Enzymatic oxidation of ethanol in the gaseous phase

Abstract

The enzymatic conversion of gaseous substrates represents a novel concept in bioprocessing. A critical parameter in such systems is the water activity, A_w The present article reports the effect of A_w on the catalytic performance of alcohol oxidase acting on ethanol vapors. Enzyme activity in the gas-phase reaction increases several orders of magnitude, whereas the thermostability decreases drastically when A_w is increased from 0.11 to 0.97. The enzyme is active on gaseous substrates even at hydration levels below the monolayer coverage.

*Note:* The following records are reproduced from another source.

//! Error types for the Gatehost environment abstraction.

use thiserror::Error;

/// Errors that can occur in the environment abstraction layer.
#[derive(Debug, Error)]
pub enum EnvError {
    /// Network send failed (router gone, connection closed, etc.)
    #[error("Network error: {0}")]
    NetworkError(String),

    /// Target node is unreachable (unknown endpoint or simulated partition)
    #[error("Node unreachable: {0}")]
    NodeUnreachable(String),

    /// Frame serialization/deserialization failed
    #[error("Serialization error: {0}")]
    SerializationError(String),

    /// Context operation failed
    #[error("Context error: {0}")]
    ContextError(String),

    /// Operation timed out
    #[error("Timeout after {0}ms")]
    Timeout(u64),
}

impl EnvError {
    /// Creates a network error.
    pub fn network(msg: impl Into<String>) -> Self {
        Self::NetworkError(msg.into())
    }

    /// Creates an unreachable error.
    pub fn unreachable(node: impl std::fmt::Display) -> Self {
        Self::NodeUnreachable(node.to_string())
    }

    /// Creates a serialization error.
    pub fn serialization(msg: impl std::fmt::Display) -> Self {
        Self::SerializationError(msg.to_string())
    }
}
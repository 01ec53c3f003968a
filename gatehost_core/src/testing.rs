//! Shared fixtures for unit tests: an in-memory hub, a manual clock and a
//! small construct type.

use async_trait::async_trait;
use gatehost_env::{ChannelFrame, EnvError, HostContext, NetworkTransport, NodeId};
use serde::{Deserialize, Serialize};
use std::collections::{HashMap, VecDeque};
use std::sync::atomic::{AtomicUsize, Ordering};
use std::sync::{Arc, Mutex};
use std::time::{Duration, SystemTime, UNIX_EPOCH};
use tokio::sync::mpsc;

use crate::construct::{Construct, ConstructId, ConstructSnapshot, LinkKind};
use crate::config::Configuration;
use crate::error::ConstructError;

pub(crate) struct LoopHub {
    server: NodeId,
    inboxes: Mutex<HashMap<NodeId, VecDeque<(NodeId, ChannelFrame)>>>,
}

impl LoopHub {
    pub(crate) fn new(server: NodeId) -> Arc<Self> {
        Arc::new(Self {
            server,
            inboxes: Mutex::new(HashMap::new()),
        })
    }

    pub(crate) fn endpoint(self: &Arc<Self>, id: NodeId) -> Arc<LoopNet> {
        self.inboxes.lock().unwrap().entry(id).or_default();
        Arc::new(LoopNet {
            id,
            hub: Arc::clone(self),
        })
    }

    pub(crate) fn pending(&self, id: NodeId) -> usize {
        self.inboxes.lock().unwrap().get(&id).map_or(0, VecDeque::len)
    }

    /// Injects a raw frame as if `from` had sent it to `to`.
    pub(crate) fn inject(&self, from: NodeId, to: NodeId, frame: ChannelFrame) {
        if let Some(inbox) = self.inboxes.lock().unwrap().get_mut(&to) {
            inbox.push_back((from, frame));
        }
    }
}

pub(crate) struct LoopNet {
    id: NodeId,
    hub: Arc<LoopHub>,
}

#[async_trait]
impl NetworkTransport for LoopNet {
    fn send(&self, target: NodeId, frame: ChannelFrame) -> Result<(), EnvError> {
        let mut inboxes = self.hub.inboxes.lock().unwrap();
        let inbox = inboxes.get_mut(&target).ok_or_else(|| EnvError::unreachable(target))?;
        inbox.push_back((self.id, frame));
        Ok(())
    }

    fn broadcast(&self, frame: ChannelFrame, except: Option<NodeId>) -> usize {
        let mut inboxes = self.hub.inboxes.lock().unwrap();
        let mut count = 0;
        for (id, inbox) in inboxes.iter_mut() {
            if *id == self.id || Some(*id) == except {
                continue;
            }
            inbox.push_back((self.id, frame.clone()));
            count += 1;
        }
        count
    }

    async fn recv(&self) -> Option<(NodeId, ChannelFrame)> {
        self.try_recv()
    }

    fn try_recv(&self) -> Option<(NodeId, ChannelFrame)> {
        self.hub.inboxes.lock().unwrap().get_mut(&self.id)?.pop_front()
    }

    fn local_id(&self) -> NodeId {
        self.id
    }

    fn server_id(&self) -> NodeId {
        self.hub.server
    }
}

/// Hub whose endpoints block in `recv` until a frame arrives, for tests that
/// run the receive loop on a real runtime.
pub(crate) struct ChannelHub {
    server: NodeId,
    senders: Mutex<HashMap<NodeId, mpsc::UnboundedSender<(NodeId, ChannelFrame)>>>,
}

impl ChannelHub {
    pub(crate) fn new(server: NodeId) -> Arc<Self> {
        Arc::new(Self {
            server,
            senders: Mutex::new(HashMap::new()),
        })
    }

    pub(crate) fn endpoint(self: &Arc<Self>, id: NodeId) -> Arc<ChannelNet> {
        let (tx, rx) = mpsc::unbounded_channel();
        self.senders.lock().unwrap().insert(id, tx);
        Arc::new(ChannelNet {
            id,
            hub: Arc::clone(self),
            inbox: tokio::sync::Mutex::new(rx),
        })
    }
}

pub(crate) struct ChannelNet {
    id: NodeId,
    hub: Arc<ChannelHub>,
    inbox: tokio::sync::Mutex<mpsc::UnboundedReceiver<(NodeId, ChannelFrame)>>,
}

#[async_trait]
impl NetworkTransport for ChannelNet {
    fn send(&self, target: NodeId, frame: ChannelFrame) -> Result<(), EnvError> {
        let senders = self.hub.senders.lock().unwrap();
        let tx = senders.get(&target).ok_or_else(|| EnvError::unreachable(target))?;
        tx.send((self.id, frame)).map_err(|_| EnvError::unreachable(target))
    }

    fn broadcast(&self, frame: ChannelFrame, except: Option<NodeId>) -> usize {
        let senders = self.hub.senders.lock().unwrap();
        senders
            .iter()
            .filter(|(id, _)| **id != self.id && Some(**id) != except)
            .filter(|(_, tx)| tx.send((self.id, frame.clone())).is_ok())
            .count()
    }

    async fn recv(&self) -> Option<(NodeId, ChannelFrame)> {
        self.inbox.lock().await.recv().await
    }

    fn try_recv(&self) -> Option<(NodeId, ChannelFrame)> {
        self.inbox.try_lock().ok()?.try_recv().ok()
    }

    fn local_id(&self) -> NodeId {
        self.id
    }

    fn server_id(&self) -> NodeId {
        self.hub.server
    }
}

pub(crate) struct ManualContext {
    now: Mutex<Duration>,
}

impl ManualContext {
    pub(crate) fn shared() -> Arc<Self> {
        Arc::new(Self {
            now: Mutex::new(Duration::ZERO),
        })
    }

    pub(crate) fn advance(&self, by: Duration) {
        *self.now.lock().unwrap() += by;
    }
}

#[async_trait]
impl HostContext for ManualContext {
    fn now(&self) -> Duration {
        *self.now.lock().unwrap()
    }

    fn system_time(&self) -> SystemTime {
        UNIX_EPOCH + Duration::from_secs(1_700_000_000) + self.now()
    }

    async fn sleep(&self, duration: Duration) {
        self.advance(duration);
    }

    fn spawn<F>(&self, _name: &str, future: F)
    where
        F: std::future::Future<Output = ()> + Send + 'static,
    {
        tokio::spawn(future);
    }

    fn spawn_blocking<F>(&self, _name: &str, work: F)
    where
        F: FnOnce() + Send + 'static,
    {
        work();
    }

    fn seed(&self) -> u64 {
        0
    }
}

#[derive(Debug, Clone, PartialEq, Serialize, Deserialize)]
pub(crate) struct BlockSnapshot {
    pub id: ConstructId,
    pub mass: u32,
    pub links: Vec<ConstructId>,
}

impl ConstructSnapshot for BlockSnapshot {
    fn construct_id(&self) -> ConstructId {
        self.id
    }
}

/// Minimal construct with observable call counters.
#[derive(Debug)]
pub(crate) struct Block {
    pub id: ConstructId,
    pub mass: u32,
    pub links: Vec<ConstructId>,
    pub suspended: bool,
    pub initialized: bool,
    pub valid: bool,
    pub closed: bool,
    pub disposed: bool,
    pub fail_update: bool,
    pub panic_update: bool,
    pub wants_close: bool,
    pub updates: u32,
    pub main_updates: u32,
    pub persisted: u32,
    pub refreshed: u32,
    pub reloads: u32,
    pub tag: &'static str,
    pub drops: Option<Arc<AtomicUsize>>,
}

impl Block {
    pub(crate) fn new(id: ConstructId) -> Self {
        Self {
            id,
            mass: 1,
            links: Vec::new(),
            suspended: false,
            initialized: true,
            valid: true,
            closed: false,
            disposed: false,
            fail_update: false,
            panic_update: false,
            wants_close: false,
            updates: 0,
            main_updates: 0,
            persisted: 0,
            refreshed: 0,
            reloads: 0,
            tag: "local",
            drops: None,
        }
    }

    pub(crate) fn counting_drops(mut self, drops: &Arc<AtomicUsize>) -> Self {
        self.drops = Some(Arc::clone(drops));
        self
    }
}

impl Drop for Block {
    fn drop(&mut self) {
        if let Some(drops) = &self.drops {
            drops.fetch_add(1, Ordering::SeqCst);
        }
    }
}

impl Construct for Block {
    type Snapshot = BlockSnapshot;

    fn id(&self) -> ConstructId {
        self.id
    }

    fn update(&mut self) -> Result<(), ConstructError> {
        if self.panic_update {
            panic!("block {} exploded", self.id);
        }
        if self.fail_update {
            return Err(ConstructError::new(self.id, "jammed"));
        }
        self.updates += 1;
        Ok(())
    }

    fn update_non_threadable(&mut self) -> Result<(), ConstructError> {
        if self.fail_update {
            return Err(ConstructError::new(self.id, "jammed"));
        }
        self.main_updates += 1;
        Ok(())
    }

    fn close(&mut self, _override_replica: bool) {
        self.closed = true;
    }

    fn dispose(&mut self) {
        self.disposed = true;
        self.closed = true;
    }

    fn to_snapshot(&self, _full: bool) -> BlockSnapshot {
        BlockSnapshot {
            id: self.id,
            mass: self.mass,
            links: self.links.clone(),
        }
    }

    fn from_snapshot(snapshot: &BlockSnapshot) -> Option<Self> {
        let mut block = Block::new(snapshot.id);
        block.mass = snapshot.mass;
        block.links = snapshot.links.clone();
        block.tag = "remote";
        Some(block)
    }

    fn apply_snapshot(&mut self, snapshot: &BlockSnapshot) -> bool {
        self.mass = snapshot.mass;
        self.links = snapshot.links.clone();
        self.refreshed += 1;
        true
    }

    fn persist(&mut self, snapshot: &BlockSnapshot) -> bool {
        self.mass = snapshot.mass;
        self.suspended = false;
        self.persisted += 1;
        true
    }

    fn is_valid(&self) -> bool {
        self.valid && !self.closed
    }

    fn is_suspended(&self) -> bool {
        self.suspended
    }

    fn fully_initialized(&self) -> bool {
        self.initialized
    }

    fn mark_closed(&self) -> bool {
        self.wants_close
    }

    fn closed(&self) -> bool {
        self.closed
    }

    fn linked(&self, _kind: LinkKind) -> Vec<ConstructId> {
        self.links.clone()
    }

    fn reload_config(&mut self, _config: &Configuration) {
        self.reloads += 1;
    }
}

Enhanced thermostability at lower hydrations results in an increase in the optimum temperature of the gas-phase reaction catalyzed by alcohol oxidase. The apparent activation energy decreases as A_w increases, approaching the value obtained for the enzyme in aqueous solution. The formation of a pread-sorbed ethanol phase on the surface of the support is not a prerequisite for the reaction, suggesting that the reaction occurs by direct interaction of the gaseous substrate with the enzyme. The gas-phase reaction follows Michaelis–Menten kinetics, with a K_m value almost 100 times lower than that in aqueous solution. Based on vapor–liquid equilibrium data and observed K_m values, it is postulated that during the gas-phase reaction the ethanol on the enzyme establishes an equilibrium with the ethanol vapor similar to that between ethanol in water and ethanol in the gas phase.